The problem
Where does the string "Formatter" appear? Copy every line of the entries below that holds it.

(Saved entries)
========

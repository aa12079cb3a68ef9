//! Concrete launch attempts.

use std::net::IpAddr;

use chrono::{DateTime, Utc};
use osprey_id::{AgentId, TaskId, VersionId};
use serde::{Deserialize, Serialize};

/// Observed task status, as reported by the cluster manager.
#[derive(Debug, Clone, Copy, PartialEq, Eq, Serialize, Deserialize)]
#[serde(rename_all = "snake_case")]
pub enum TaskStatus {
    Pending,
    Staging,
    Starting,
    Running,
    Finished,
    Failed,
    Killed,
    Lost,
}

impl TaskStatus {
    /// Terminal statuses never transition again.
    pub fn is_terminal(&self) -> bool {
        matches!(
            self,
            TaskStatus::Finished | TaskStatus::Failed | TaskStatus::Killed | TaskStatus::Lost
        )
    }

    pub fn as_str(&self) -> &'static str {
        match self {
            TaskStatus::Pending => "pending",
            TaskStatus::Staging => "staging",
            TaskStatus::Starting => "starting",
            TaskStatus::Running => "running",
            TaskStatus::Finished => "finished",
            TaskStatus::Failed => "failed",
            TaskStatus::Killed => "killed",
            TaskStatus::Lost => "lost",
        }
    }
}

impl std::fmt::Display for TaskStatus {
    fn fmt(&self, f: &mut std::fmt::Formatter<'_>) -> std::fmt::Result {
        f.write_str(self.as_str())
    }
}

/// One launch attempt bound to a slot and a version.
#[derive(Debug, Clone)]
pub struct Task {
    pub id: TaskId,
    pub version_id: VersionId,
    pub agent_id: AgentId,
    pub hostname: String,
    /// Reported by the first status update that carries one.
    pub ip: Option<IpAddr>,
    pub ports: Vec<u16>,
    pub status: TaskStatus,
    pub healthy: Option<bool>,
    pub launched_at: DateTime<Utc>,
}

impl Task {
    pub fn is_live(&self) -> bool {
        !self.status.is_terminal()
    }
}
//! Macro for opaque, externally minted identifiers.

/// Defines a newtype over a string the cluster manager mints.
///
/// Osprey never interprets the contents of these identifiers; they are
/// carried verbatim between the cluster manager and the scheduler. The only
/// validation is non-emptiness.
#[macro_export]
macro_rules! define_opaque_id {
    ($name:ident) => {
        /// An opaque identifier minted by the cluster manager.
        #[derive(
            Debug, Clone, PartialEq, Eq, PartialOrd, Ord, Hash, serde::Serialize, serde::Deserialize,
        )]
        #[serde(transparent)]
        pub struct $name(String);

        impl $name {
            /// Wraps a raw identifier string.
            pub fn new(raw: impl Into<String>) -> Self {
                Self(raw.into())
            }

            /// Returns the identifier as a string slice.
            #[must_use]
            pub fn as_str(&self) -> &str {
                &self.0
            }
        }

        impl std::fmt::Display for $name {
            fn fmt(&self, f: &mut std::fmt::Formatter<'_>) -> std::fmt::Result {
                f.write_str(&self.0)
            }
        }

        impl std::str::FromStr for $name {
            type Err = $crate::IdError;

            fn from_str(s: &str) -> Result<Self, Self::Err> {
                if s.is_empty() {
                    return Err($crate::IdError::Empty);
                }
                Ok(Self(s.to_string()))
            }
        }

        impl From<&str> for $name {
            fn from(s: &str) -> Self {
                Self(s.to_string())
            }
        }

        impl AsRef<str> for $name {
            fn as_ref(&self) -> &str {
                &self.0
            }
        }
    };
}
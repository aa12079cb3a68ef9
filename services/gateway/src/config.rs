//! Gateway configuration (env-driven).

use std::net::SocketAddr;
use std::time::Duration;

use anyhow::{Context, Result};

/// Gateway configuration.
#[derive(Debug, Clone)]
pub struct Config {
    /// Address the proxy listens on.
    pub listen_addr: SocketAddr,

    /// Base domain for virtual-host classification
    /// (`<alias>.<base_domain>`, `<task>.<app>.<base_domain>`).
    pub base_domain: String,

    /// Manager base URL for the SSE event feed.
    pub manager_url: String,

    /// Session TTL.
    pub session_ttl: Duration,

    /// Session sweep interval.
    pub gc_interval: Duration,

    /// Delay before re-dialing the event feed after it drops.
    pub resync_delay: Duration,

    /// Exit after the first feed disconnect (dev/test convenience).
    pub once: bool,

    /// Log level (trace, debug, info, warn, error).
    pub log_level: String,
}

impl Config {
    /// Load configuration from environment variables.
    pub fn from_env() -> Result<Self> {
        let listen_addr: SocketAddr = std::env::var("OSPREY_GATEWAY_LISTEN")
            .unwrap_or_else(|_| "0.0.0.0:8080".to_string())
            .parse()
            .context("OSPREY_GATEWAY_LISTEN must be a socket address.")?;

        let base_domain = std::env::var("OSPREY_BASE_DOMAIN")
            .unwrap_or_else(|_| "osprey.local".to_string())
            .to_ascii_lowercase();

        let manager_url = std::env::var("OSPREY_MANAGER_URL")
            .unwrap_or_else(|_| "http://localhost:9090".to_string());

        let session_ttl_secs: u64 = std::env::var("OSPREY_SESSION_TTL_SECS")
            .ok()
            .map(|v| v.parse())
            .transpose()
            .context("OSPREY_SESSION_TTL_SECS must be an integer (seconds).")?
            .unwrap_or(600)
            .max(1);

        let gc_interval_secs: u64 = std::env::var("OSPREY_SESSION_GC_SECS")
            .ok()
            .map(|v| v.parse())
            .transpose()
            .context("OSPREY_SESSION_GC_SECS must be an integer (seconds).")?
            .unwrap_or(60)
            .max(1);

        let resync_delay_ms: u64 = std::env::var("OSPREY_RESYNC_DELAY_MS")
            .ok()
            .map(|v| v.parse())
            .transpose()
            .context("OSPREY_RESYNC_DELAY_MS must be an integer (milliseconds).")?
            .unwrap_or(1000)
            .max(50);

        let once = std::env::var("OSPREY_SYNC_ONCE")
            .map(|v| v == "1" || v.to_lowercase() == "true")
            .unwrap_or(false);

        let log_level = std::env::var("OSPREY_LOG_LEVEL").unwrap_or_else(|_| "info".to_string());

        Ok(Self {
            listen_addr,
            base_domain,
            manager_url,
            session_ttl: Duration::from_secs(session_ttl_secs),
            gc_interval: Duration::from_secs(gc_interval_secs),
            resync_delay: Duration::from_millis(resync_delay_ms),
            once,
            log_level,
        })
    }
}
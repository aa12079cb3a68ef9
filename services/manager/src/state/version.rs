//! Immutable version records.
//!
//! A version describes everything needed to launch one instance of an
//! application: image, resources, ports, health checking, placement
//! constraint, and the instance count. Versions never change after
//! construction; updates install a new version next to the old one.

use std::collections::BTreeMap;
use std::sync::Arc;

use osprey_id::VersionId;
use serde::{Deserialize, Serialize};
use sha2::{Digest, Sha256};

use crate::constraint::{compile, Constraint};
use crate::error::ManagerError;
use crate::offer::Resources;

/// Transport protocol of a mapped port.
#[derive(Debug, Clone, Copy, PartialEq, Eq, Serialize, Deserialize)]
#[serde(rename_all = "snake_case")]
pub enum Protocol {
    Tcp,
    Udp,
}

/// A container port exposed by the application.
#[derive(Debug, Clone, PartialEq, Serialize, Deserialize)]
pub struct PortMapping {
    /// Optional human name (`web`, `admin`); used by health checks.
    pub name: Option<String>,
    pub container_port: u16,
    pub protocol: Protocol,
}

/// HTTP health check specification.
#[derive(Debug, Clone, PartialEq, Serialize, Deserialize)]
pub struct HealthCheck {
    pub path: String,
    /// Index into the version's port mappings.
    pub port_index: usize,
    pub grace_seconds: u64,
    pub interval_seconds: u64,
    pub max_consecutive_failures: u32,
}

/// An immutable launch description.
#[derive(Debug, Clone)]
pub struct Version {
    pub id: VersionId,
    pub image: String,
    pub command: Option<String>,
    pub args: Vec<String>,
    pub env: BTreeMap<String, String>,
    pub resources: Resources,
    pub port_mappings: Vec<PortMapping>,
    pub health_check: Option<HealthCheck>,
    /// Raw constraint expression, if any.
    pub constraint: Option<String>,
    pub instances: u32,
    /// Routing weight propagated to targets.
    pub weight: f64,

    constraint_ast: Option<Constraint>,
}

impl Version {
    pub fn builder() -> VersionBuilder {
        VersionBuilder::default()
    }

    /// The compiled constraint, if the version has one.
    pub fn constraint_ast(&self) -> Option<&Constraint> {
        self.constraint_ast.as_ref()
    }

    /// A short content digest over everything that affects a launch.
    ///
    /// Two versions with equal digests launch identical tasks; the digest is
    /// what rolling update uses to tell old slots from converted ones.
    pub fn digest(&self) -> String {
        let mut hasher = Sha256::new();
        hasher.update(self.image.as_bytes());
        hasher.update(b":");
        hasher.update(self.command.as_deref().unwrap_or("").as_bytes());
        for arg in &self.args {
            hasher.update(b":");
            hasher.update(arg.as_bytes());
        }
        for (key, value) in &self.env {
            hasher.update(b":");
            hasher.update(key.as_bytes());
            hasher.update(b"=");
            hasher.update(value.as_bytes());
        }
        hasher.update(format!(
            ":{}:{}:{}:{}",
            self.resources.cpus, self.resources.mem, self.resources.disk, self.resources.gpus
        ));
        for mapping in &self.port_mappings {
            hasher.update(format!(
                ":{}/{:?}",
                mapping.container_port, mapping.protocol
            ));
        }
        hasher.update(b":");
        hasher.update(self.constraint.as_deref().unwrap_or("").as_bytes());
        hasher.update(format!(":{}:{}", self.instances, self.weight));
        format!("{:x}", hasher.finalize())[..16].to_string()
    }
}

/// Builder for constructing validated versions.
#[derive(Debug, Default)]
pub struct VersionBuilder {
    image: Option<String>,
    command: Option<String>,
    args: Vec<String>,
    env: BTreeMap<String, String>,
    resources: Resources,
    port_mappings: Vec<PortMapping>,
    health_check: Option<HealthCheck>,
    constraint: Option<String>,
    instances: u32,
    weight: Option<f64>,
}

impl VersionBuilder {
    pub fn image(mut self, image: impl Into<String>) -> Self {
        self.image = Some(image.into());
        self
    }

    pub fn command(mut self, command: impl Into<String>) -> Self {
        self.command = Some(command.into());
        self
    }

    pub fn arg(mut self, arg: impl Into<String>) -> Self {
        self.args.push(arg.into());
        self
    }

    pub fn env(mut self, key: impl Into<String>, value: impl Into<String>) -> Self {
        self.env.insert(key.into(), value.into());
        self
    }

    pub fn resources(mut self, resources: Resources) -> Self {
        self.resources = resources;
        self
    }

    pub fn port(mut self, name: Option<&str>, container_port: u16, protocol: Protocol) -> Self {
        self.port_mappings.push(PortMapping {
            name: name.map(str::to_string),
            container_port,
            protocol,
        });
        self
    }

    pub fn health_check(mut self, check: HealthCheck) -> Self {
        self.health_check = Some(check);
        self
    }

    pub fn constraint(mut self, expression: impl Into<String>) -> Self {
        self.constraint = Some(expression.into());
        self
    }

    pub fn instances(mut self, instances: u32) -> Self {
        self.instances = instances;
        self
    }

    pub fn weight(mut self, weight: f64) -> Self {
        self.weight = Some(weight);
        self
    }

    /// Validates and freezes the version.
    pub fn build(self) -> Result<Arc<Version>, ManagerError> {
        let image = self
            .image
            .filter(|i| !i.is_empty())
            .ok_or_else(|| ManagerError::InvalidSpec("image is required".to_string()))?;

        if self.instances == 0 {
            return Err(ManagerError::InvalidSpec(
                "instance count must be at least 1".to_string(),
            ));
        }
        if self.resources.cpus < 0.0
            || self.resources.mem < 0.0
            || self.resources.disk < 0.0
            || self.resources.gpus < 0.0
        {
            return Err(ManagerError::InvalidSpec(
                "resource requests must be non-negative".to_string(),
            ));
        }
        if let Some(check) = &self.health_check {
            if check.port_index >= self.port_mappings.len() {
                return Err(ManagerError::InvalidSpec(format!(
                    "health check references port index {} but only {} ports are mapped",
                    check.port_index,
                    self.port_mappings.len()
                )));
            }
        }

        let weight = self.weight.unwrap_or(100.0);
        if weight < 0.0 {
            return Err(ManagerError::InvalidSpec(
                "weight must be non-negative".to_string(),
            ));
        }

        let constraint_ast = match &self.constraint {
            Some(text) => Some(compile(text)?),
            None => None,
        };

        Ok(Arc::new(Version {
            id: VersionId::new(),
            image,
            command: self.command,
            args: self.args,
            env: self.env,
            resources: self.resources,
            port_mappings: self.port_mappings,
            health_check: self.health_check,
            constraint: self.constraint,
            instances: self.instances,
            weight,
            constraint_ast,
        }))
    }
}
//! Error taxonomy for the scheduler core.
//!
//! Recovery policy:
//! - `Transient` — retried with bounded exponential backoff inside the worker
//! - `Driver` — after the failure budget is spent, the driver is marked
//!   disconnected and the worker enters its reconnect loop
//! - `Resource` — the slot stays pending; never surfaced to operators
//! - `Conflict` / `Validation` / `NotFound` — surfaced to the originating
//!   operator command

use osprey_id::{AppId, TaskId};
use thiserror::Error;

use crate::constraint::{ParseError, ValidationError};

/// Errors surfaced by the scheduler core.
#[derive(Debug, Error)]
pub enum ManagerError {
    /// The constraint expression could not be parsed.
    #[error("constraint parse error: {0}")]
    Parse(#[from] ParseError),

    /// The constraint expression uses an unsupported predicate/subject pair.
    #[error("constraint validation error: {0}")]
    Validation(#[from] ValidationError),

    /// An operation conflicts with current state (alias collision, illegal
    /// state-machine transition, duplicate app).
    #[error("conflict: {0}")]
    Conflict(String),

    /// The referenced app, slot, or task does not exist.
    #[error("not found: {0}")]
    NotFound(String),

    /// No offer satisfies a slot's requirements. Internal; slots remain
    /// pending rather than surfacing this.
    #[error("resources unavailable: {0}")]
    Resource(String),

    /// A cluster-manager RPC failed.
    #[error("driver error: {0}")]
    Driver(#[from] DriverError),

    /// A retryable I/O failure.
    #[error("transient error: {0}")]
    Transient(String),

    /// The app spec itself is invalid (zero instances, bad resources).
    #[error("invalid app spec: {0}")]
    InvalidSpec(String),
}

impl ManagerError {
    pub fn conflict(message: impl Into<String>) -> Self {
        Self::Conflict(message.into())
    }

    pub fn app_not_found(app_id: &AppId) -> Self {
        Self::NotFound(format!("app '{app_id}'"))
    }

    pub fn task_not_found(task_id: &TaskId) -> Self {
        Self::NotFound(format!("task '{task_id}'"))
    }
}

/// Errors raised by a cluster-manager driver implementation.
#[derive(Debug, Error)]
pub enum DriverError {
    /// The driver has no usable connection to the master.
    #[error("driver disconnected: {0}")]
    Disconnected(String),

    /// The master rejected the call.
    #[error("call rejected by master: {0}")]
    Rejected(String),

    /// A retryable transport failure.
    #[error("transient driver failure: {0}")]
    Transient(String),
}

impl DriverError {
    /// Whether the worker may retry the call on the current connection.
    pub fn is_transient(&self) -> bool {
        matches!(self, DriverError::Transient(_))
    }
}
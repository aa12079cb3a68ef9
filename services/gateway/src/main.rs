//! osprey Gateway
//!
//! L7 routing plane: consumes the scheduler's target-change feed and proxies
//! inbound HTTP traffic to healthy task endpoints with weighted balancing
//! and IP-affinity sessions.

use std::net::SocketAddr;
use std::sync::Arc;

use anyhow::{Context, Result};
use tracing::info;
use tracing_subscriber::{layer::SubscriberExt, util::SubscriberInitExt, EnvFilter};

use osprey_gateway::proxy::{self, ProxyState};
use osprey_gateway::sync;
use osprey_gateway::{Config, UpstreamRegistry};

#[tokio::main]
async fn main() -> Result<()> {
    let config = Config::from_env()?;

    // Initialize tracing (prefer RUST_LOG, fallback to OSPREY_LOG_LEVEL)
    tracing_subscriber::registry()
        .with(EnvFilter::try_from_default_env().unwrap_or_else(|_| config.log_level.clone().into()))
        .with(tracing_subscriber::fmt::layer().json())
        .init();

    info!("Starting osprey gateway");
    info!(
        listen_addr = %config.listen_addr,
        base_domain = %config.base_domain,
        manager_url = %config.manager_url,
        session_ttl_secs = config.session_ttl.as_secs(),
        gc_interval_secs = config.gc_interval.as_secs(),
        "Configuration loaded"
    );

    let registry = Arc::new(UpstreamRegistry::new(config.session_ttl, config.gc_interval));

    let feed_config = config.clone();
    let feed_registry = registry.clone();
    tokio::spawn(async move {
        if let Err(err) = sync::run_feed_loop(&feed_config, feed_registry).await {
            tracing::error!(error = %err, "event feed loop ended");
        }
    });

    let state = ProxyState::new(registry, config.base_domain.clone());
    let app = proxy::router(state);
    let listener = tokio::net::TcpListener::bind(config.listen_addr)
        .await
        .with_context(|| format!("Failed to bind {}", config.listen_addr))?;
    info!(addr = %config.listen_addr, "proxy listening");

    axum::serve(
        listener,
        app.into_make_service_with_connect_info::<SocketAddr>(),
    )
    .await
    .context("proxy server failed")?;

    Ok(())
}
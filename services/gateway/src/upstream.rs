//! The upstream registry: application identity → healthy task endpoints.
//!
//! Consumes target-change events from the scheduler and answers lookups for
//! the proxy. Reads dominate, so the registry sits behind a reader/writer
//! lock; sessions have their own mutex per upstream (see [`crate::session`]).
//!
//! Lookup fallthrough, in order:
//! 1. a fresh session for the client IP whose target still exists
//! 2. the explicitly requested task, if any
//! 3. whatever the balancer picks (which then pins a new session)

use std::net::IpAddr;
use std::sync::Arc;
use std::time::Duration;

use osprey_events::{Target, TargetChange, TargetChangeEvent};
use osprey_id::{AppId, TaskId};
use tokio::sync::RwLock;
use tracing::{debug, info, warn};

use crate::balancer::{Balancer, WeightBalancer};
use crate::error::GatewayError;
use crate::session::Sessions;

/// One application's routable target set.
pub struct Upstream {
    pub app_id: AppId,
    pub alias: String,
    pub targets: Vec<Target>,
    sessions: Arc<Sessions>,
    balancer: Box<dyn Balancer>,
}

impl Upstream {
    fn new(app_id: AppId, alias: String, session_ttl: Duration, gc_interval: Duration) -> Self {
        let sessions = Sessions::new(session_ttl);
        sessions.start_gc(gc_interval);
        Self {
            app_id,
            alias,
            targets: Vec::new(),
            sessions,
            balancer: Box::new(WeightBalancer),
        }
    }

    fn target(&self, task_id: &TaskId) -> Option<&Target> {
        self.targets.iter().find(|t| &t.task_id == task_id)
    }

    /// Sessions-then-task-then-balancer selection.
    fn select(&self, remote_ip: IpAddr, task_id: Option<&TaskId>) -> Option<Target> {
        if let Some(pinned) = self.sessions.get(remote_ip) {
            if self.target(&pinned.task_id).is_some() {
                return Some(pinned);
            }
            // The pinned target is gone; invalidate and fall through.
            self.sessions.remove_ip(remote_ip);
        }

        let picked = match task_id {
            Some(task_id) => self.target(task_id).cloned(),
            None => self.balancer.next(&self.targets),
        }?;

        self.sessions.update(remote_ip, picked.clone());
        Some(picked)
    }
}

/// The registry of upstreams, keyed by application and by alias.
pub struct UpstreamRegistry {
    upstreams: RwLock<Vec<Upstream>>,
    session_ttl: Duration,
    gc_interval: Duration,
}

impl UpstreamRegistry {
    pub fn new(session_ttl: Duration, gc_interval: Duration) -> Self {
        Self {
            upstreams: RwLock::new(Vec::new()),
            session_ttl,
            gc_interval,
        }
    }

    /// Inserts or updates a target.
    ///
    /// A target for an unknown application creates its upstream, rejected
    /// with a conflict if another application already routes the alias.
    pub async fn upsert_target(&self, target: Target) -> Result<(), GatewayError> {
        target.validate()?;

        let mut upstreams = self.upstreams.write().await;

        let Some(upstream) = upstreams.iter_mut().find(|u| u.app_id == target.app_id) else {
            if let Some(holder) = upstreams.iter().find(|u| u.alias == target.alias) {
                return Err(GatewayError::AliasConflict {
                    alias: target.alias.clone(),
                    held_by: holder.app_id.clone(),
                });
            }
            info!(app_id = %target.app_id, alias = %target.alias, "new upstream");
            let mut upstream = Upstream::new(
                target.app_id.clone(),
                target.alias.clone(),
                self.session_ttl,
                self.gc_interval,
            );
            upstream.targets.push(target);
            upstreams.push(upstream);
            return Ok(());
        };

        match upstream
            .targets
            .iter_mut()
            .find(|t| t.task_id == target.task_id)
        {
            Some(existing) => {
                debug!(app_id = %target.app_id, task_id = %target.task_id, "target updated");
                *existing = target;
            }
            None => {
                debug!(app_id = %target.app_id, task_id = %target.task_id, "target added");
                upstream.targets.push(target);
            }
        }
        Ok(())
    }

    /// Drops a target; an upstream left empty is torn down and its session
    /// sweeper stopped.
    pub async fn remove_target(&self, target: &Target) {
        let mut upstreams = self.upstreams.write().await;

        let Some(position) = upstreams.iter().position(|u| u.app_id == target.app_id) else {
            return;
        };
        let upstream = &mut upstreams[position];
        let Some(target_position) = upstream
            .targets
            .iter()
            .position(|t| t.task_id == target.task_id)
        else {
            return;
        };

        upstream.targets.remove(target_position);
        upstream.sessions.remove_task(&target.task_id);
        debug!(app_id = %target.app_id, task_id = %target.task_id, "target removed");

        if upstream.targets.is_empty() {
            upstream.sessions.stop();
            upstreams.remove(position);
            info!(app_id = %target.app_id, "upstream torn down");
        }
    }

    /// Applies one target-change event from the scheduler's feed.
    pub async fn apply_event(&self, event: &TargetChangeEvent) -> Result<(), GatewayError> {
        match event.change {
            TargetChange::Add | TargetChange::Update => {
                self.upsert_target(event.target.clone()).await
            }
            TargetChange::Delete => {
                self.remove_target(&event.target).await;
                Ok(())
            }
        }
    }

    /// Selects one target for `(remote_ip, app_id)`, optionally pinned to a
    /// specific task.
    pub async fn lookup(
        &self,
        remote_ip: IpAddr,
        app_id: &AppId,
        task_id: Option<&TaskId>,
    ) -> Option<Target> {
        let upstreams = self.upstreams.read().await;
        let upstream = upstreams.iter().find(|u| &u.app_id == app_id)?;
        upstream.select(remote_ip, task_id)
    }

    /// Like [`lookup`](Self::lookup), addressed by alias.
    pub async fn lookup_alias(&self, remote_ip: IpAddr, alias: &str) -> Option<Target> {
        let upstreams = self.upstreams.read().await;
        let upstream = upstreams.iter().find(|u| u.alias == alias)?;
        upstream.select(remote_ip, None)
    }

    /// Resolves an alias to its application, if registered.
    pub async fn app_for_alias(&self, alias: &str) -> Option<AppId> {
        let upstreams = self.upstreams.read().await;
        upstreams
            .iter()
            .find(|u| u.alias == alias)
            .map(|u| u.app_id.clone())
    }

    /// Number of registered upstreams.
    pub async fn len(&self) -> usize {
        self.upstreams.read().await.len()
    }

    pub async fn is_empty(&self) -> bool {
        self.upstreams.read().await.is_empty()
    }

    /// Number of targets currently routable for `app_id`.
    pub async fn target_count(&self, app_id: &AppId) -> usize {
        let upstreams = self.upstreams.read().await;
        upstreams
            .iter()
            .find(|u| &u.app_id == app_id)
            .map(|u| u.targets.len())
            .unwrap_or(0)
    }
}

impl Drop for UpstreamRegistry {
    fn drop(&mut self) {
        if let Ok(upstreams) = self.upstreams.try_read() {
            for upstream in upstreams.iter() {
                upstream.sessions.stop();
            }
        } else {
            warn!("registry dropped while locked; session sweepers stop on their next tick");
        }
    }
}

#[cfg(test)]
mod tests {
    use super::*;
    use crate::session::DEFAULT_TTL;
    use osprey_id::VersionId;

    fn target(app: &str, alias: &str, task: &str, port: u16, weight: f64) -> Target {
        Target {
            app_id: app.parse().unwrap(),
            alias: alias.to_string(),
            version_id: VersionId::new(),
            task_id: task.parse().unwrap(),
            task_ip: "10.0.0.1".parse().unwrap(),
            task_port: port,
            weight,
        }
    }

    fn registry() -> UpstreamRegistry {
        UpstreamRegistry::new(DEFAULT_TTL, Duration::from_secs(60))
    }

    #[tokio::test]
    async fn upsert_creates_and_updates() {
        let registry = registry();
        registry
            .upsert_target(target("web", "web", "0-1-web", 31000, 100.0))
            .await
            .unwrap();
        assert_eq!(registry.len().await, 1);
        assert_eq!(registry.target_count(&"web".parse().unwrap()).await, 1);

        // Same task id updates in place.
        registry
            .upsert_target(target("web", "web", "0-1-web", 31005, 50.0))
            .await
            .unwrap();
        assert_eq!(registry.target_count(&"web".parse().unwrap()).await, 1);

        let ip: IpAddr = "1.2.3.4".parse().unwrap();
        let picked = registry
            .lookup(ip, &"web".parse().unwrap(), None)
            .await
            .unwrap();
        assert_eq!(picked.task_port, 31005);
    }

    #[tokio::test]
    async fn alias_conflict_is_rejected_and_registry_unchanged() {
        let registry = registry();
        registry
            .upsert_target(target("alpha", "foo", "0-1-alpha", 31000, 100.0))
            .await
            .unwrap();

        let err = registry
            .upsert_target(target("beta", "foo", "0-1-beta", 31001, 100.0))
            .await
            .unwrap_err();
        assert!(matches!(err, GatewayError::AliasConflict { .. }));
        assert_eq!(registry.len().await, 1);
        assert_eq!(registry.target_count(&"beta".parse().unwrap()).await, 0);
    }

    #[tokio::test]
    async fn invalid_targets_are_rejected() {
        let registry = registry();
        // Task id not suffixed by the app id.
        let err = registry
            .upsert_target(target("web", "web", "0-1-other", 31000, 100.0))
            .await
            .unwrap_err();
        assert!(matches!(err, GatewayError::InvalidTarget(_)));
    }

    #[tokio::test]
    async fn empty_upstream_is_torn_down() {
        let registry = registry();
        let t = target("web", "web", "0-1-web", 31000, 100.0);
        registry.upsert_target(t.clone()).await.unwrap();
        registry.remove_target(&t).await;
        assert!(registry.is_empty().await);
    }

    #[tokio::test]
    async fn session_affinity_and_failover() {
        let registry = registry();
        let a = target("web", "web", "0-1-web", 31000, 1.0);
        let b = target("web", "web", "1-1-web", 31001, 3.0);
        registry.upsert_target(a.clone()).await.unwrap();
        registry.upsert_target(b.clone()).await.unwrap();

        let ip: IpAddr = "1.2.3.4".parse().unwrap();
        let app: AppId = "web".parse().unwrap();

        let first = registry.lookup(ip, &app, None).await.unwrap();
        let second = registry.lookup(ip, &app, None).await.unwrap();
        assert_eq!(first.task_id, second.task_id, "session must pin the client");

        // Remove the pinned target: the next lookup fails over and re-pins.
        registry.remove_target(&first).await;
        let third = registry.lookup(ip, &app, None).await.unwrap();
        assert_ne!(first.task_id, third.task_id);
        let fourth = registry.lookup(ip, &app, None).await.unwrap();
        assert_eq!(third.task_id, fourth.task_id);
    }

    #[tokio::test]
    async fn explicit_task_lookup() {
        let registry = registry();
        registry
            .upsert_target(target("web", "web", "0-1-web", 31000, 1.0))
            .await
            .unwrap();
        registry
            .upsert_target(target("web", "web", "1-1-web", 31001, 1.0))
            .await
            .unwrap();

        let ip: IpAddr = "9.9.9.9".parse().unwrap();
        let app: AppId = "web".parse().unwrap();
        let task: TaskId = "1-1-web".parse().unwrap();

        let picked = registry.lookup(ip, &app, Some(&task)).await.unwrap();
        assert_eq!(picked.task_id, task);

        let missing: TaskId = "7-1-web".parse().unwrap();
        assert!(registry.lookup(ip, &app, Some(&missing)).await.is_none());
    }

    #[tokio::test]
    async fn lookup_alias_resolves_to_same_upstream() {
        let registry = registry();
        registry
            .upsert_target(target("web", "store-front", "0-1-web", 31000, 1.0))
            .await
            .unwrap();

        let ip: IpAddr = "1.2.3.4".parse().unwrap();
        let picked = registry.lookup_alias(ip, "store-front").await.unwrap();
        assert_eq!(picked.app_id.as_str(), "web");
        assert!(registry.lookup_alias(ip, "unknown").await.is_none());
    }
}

========

Written solution
    fn fmt(&self, f: &mut std::fmt::Formatter<'_>) -> std::fmt::Result {
            fn fmt(&self, f: &mut std::fmt::Formatter<'_>) -> std::fmt::Result {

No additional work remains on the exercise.